After the family relocated to the waiting room, lingering for notification that surgery and all final dispositions were complete, you joined us once more with Mary and the surgeon to share the sad statistic of Cherissa’s official time of death, to inform us that the funeral home had already retrieved her remains, and to blunt the sharp edge of those cold hard facts by notifying us that a number of families were already overjoyed to have received or scheduled gifts of life and sight and freedom from dialysis from Cherissa’s gifts to them. Genuine joy had been a rare commodity over the past few days, so thank you for communicating both the painful and the joyful in whatever quantities they warranted. By this time, tears of sadness and tears of joy were nearly indistinguishable amidst the individual and group hugs that lasted until all of us were truly exhausted.

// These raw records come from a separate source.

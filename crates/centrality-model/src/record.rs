//! Long-format rating records and task identity.

use std::cmp::Ordering;
use std::fmt;

use serde::{Deserialize, Serialize};

use crate::scale::{FrequencyCategory, Scale};

/// Task identifier as it appears in the source table.
///
/// Integer identifiers sort numerically (`"9"` before `"10"`) and ahead of
/// any non-integer identifier; the rest sort lexicographically.
#[derive(Debug, Clone, PartialEq, Eq, Hash, Serialize, Deserialize)]
#[serde(transparent)]
pub struct TaskId(String);

impl TaskId {
    pub fn new(value: impl Into<String>) -> Self {
        let value: String = value.into();
        Self(normalize_task_id(&value))
    }

    pub fn as_str(&self) -> &str {
        &self.0
    }

    fn numeric(&self) -> Option<u64> {
        self.0.parse().ok()
    }
}

/// Spreadsheet exports store integer ids as floats (`8823.0`).
fn normalize_task_id(raw: &str) -> String {
    let trimmed = raw.trim();
    match trimmed.strip_suffix(".0") {
        Some(stripped) if !stripped.is_empty() && stripped.bytes().all(|b| b.is_ascii_digit()) => {
            stripped.to_string()
        }
        _ => trimmed.to_string(),
    }
}

impl Ord for TaskId {
    fn cmp(&self, other: &Self) -> Ordering {
        match (self.numeric(), other.numeric()) {
            (Some(left), Some(right)) => left.cmp(&right).then_with(|| self.0.cmp(&other.0)),
            (Some(_), None) => Ordering::Less,
            (None, Some(_)) => Ordering::Greater,
            (None, None) => self.0.cmp(&other.0),
        }
    }
}

impl PartialOrd for TaskId {
    fn partial_cmp(&self, other: &Self) -> Option<Ordering> {
        Some(self.cmp(other))
    }
}

impl fmt::Display for TaskId {
    fn fmt(&self, f: &mut fmt::Formatter<'_>) -> fmt::Result {
        f.write_str(&self.0)
    }
}

/// Identity of one wide-format row.
#[derive(Debug, Clone, PartialEq, Eq, PartialOrd, Ord, Hash, Serialize, Deserialize)]
pub struct TaskKey {
    pub occupation_code: String,
    pub occupation_title: String,
    pub task_id: TaskId,
    pub task: String,
}

impl TaskKey {
    pub fn new(
        occupation_code: impl Into<String>,
        occupation_title: impl Into<String>,
        task_id: TaskId,
        task: impl Into<String>,
    ) -> Self {
        Self {
            occupation_code: occupation_code.into(),
            occupation_title: occupation_title.into(),
            task_id,
            task: task.into(),
        }
    }
}

/// One long-format survey rating.
#[derive(Debug, Clone, PartialEq, Serialize, Deserialize)]
pub struct RatingRecord {
    pub key: TaskKey,
    pub scale: Scale,
    /// Present for frequency ratings only.
    pub category: Option<FrequencyCategory>,
    pub data_value: f64,
}

impl RatingRecord {
    pub fn new(
        key: TaskKey,
        scale: Scale,
        category: Option<FrequencyCategory>,
        data_value: f64,
    ) -> Self {
        Self {
            key,
            scale,
            category,
            data_value,
        }
    }
}

#[cfg(test)]
mod tests {
    use super::*;

    #[test]
    fn task_ids_sort_numerically() {
        let mut ids = vec![TaskId::new("10"), TaskId::new("9"), TaskId::new("100")];
        ids.sort();
        let sorted: Vec<&str> = ids.iter().map(TaskId::as_str).collect();
        assert_eq!(sorted, vec!["9", "10", "100"]);
    }

    #[test]
    fn task_ids_drop_float_suffix() {
        assert_eq!(TaskId::new("8823.0").as_str(), "8823");
        assert_eq!(TaskId::new(" 8823 ").as_str(), "8823");
        assert_eq!(TaskId::new("T.0").as_str(), "T.0");
    }

    #[test]
    fn integer_task_ids_sort_before_text() {
        assert!(TaskId::new("A1") > TaskId::new("12"));
        assert!(TaskId::new("1a") > TaskId::new("10"));
        assert!(TaskId::new("1a") > TaskId::new("9"));
    }
}
//! Ingestion of long-format task ratings.

pub mod error;
pub mod ratings;

pub use error::{IngestError, Result};
pub use ratings::{
    IngestOptions, SourceColumn, delimiter_for_path, read_rating_records,
    read_rating_records_from_reader,
};
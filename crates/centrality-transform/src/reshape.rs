//! Long-to-wide reshaping of rating records.
//!
//! Records are grouped by task identity and written into the fixed
//! [`WideColumn`] schema by (scale, category) lookup. A missing category is
//! the "no category" slot used by importance and relevance ratings, so those
//! records group consistently with frequency ones.

use std::collections::{BTreeMap, BTreeSet};

use tracing::{debug, trace};

use centrality_model::{CentralityError, RatingRecord, Result, TaskKey, TaskRow, WideColumn};

/// Counts from one reshape run.
#[derive(Debug, Clone, Copy, Default, PartialEq, Eq)]
pub struct ReshapeReport {
    pub records: usize,
    pub tasks: usize,
    /// Records dropped because an earlier record filled the same cell.
    pub duplicates: usize,
}

/// Output of [`reshape`].
#[derive(Debug, Clone, PartialEq)]
pub struct Reshaped {
    /// Sorted by occupation code, title, task id, then task text.
    pub rows: Vec<TaskRow>,
    pub report: ReshapeReport,
}

/// Pivot long-format ratings into one row per occupation/task.
///
/// When several records target the same cell, the first one wins and the
/// rest are counted as duplicates. Every column of the wide schema must be
/// filled for at least one task; otherwise the first absent column is
/// reported as [`CentralityError::MissingColumn`]. Cells never rated for a
/// particular task stay `None`.
pub fn reshape(records: &[RatingRecord]) -> Result<Reshaped> {
    let mut rows: BTreeMap<&TaskKey, TaskRow> = BTreeMap::new();
    let mut observed: BTreeSet<WideColumn> = BTreeSet::new();
    let mut duplicates = 0usize;

    for record in records {
        let column = column_for(record)?;
        let row = rows
            .entry(&record.key)
            .or_insert_with(|| TaskRow::new(record.key.clone()));
        if row.set_first(column, record.data_value) {
            observed.insert(column);
        } else {
            duplicates += 1;
            trace!(
                occupation_code = %record.key.occupation_code,
                task_id = %record.key.task_id,
                column = %column,
                "duplicate rating ignored"
            );
        }
    }

    if let Some(missing) = WideColumn::all()
        .into_iter()
        .find(|column| !observed.contains(column))
    {
        return Err(CentralityError::MissingColumn(missing.name()));
    }

    let rows: Vec<TaskRow> = rows.into_values().collect();
    let report = ReshapeReport {
        records: records.len(),
        tasks: rows.len(),
        duplicates,
    };
    debug!(
        records = report.records,
        tasks = report.tasks,
        duplicates = report.duplicates,
        "reshaped ratings"
    );
    Ok(Reshaped { rows, report })
}

fn column_for(record: &RatingRecord) -> Result<WideColumn> {
    WideColumn::from_slot(record.scale, record.category).ok_or_else(|| match record.category {
        None => CentralityError::MissingCategory {
            task_id: record.key.task_id.to_string(),
        },
        Some(category) => CentralityError::UnexpectedCategory {
            scale: record.scale.to_string(),
            category: category.to_string(),
        },
    })
}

At that point, when it appeared that 4 or 5 family groups would disperse to drive their separate routes for the 40 or 50 miles to their home or hotel, instead of just waving and wishing us well, you interceded with the parking authorities on duty at 2:15 AM to help 2 family members get their parking vouchers validated and, for those of us who had amply demonstrated that we were unaware the medical center had multiple adjacent garages and were incapable of successfully locating our parked cars, you and Mary decoded our vouchers and led us in diverging processions to the entrance doors of each respective garage so we could begin our journey home. Thank you for never just walking away and letting us fend for ourselves, but remaining with us to ensure that not just some, but all of our needs were met to the fullest extent possible. It isn’t that we couldn’t get by or maybe done pretty well in taking care of ourselves. But when families are physically exhausted, emotionally spent, and weary from the burden that trauma and tragedy impose, your exquisite level of true family-centered care is such a godsend that brings healing to such hurt.

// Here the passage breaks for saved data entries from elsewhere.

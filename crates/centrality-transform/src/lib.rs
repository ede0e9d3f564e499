//! Task centrality transformations.
//!
//! The three stages run strictly in sequence, each consuming the previous
//! stage's full table:
//!
//! - **reshape**: long-format ratings to one wide row per occupation/task
//! - **normalize**: min-max scaling and day-equivalent frequency averaging
//! - **proportions**: per-occupation shares and composite scores
//!
//! **summary** computes column means of the resulting tables.

pub mod normalize;
pub mod proportions;
pub mod reshape;
pub mod summary;

pub use normalize::{MinMaxRange, NormalizeReport, average_frequency, min_max_scale, normalize};
pub use proportions::{
    OccupationBatch, OccupationGroup, ProportionCalculator, occupation_groups,
};
pub use reshape::{ReshapeReport, Reshaped, reshape};
pub use summary::{MetricColumns, MetricSummary};
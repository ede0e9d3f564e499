//! Incremental proportions output.
//!
//! The header goes out when the sink is opened; each occupation batch is
//! appended as soon as it has been annotated.

use std::fs::File;
use std::io::BufWriter;
use std::path::{Path, PathBuf};

use anyhow::{Context, Result, bail};
use tracing::debug;

use centrality_common::format_optional;
use centrality_model::ProportionRow;
use centrality_transform::OccupationBatch;

use crate::common::csv_writer;
use crate::tables::{TableStage, proportion_headers, task_record};

/// Counts of what a sink received.
#[derive(Debug, Clone, Copy, Default, PartialEq, Eq)]
pub struct SinkReport {
    pub batches: usize,
    pub rows: usize,
}

/// Destination for annotated occupation batches.
pub trait ProportionSink {
    fn write_batch(&mut self, batch: &OccupationBatch) -> Result<()>;

    /// Flush anything buffered. Further writes are an error.
    fn finish(&mut self) -> Result<()> {
        Ok(())
    }
}

impl ProportionSink for Vec<ProportionRow> {
    fn write_batch(&mut self, batch: &OccupationBatch) -> Result<()> {
        self.extend(batch.rows.iter().cloned());
        Ok(())
    }
}

/// CSV file sink.
///
/// Dropping the sink without calling [`ProportionSink::finish`] still flushes
/// the rows written so far: `csv::Writer` flushes into the `BufWriter` on
/// drop, and the `BufWriter` flushes into the file.
pub struct CsvProportionSink {
    path: PathBuf,
    writer: Option<csv::Writer<BufWriter<File>>>,
}

impl CsvProportionSink {
    /// Create (or truncate) `path` and write the header.
    pub fn create(path: &Path) -> Result<Self> {
        let mut writer = csv_writer(path)?;
        writer
            .write_record(proportion_headers())
            .with_context(|| format!("write header to {}", path.display()))?;
        Ok(Self {
            path: path.to_path_buf(),
            writer: Some(writer),
        })
    }
}

impl ProportionSink for CsvProportionSink {
    fn write_batch(&mut self, batch: &OccupationBatch) -> Result<()> {
        let Some(writer) = self.writer.as_mut() else {
            bail!("{} is already finished", self.path.display());
        };
        for row in &batch.rows {
            writer
                .write_record(proportion_record(row))
                .with_context(|| format!("append to {}", self.path.display()))?;
        }
        debug!(
            occupation_code = %batch.occupation_code,
            rows = batch.rows.len(),
            "appended occupation batch"
        );
        Ok(())
    }

    fn finish(&mut self) -> Result<()> {
        if let Some(mut writer) = self.writer.take() {
            writer
                .flush()
                .with_context(|| format!("flush {}", self.path.display()))?;
        }
        Ok(())
    }
}

fn proportion_record(row: &ProportionRow) -> Vec<String> {
    let mut record = task_record(&row.task, TableStage::Normalized);
    record.extend(row.proportions.values().into_iter().map(format_optional));
    record
}

/// Feed every batch to `sink`, then finish it.
///
/// Stops at the first failing batch; the sink is left for its owner to drop.
pub fn drain_batches<S, I>(sink: &mut S, batches: I) -> Result<SinkReport>
where
    S: ProportionSink + ?Sized,
    I: IntoIterator<Item = OccupationBatch>,
{
    let mut report = SinkReport::default();
    for batch in batches {
        sink.write_batch(&batch)?;
        report.batches += 1;
        report.rows += batch.rows.len();
    }
    sink.finish()?;
    Ok(report)
}

/// Write the proportions table at `path` from a stream of batches.
///
/// The file is open only for the duration of the call and is flushed on
/// every exit path.
pub fn write_proportions<I>(path: &Path, batches: I) -> Result<SinkReport>
where
    I: IntoIterator<Item = OccupationBatch>,
{
    let mut sink = CsvProportionSink::create(path)?;
    let report = drain_batches(&mut sink, batches)?;
    debug!(path = %path.display(), batches = report.batches, rows = report.rows, "wrote proportions");
    Ok(report)
}
//! Data model for task centrality scoring.
//!
//! The pipeline moves through three shapes:
//!
//! - [`RatingRecord`]: one long-format survey rating (occupation, task, scale, category, value)
//! - [`TaskRow`]: one wide-format row per occupation/task with an explicit column set
//! - [`ProportionRow`]: a task row annotated with its per-occupation proportions

pub mod error;
pub mod proportions;
pub mod record;
pub mod scale;
pub mod task;
pub mod weights;

pub use error::{CentralityError, Result};
pub use proportions::{PROPORTION_COLUMNS, ProportionRow, TaskProportions};
pub use record::{RatingRecord, TaskId, TaskKey};
pub use scale::{FrequencyCategory, Scale, is_null_token};
pub use task::{AVERAGE_FREQUENCY_COLUMN, KEY_COLUMNS, TaskRow, WideColumn};
pub use weights::Weights;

I hope to never experience this type of acute family health crisis again, but will forever remember the kindness, sensitivity, responsiveness, respect, and support you provided every moment throughout that day into the night. I don’t know how we were so fortunate to have you as Cherissa’s nurse, but please know that every member of our family was touched by your compassion and innate sense of knowing how and when we needed you to be our nurse, too. And you provided that care so gently, effortlessly, and unobtrusively that some families, overwhelmed in their grief, might not even notice or ever tell you so. But from one critical care nurse to another, from one trauma nurse to another, you were beyond the best, Wimberly, so thank you.
With deepest gratitude,
JoAnn Grif Alspach, RN, MSN, EdD
Editor, Critical Care Nurse
PS: While we were awaiting your return from the OR, one of the themes that surfaced often in our reflections was how wonderful each of Cherissa’s nurses had been. Our younger members described Luke Riley, RN, on Sunday (Cherissa’s night of admission), Barbara Lamb, RN, on Monday, and you on Tuesday as awesome, incredible, and amazing, while their parents concurred with empathetic, helpful, and consistently supportive professionals. In either lexicon, the Shock Trauma ICU nurses never acted as though the patient’s family was a burden to them, but that they were there to lift any burden that family members might experience. We felt truly blessed to have had your help along this journey.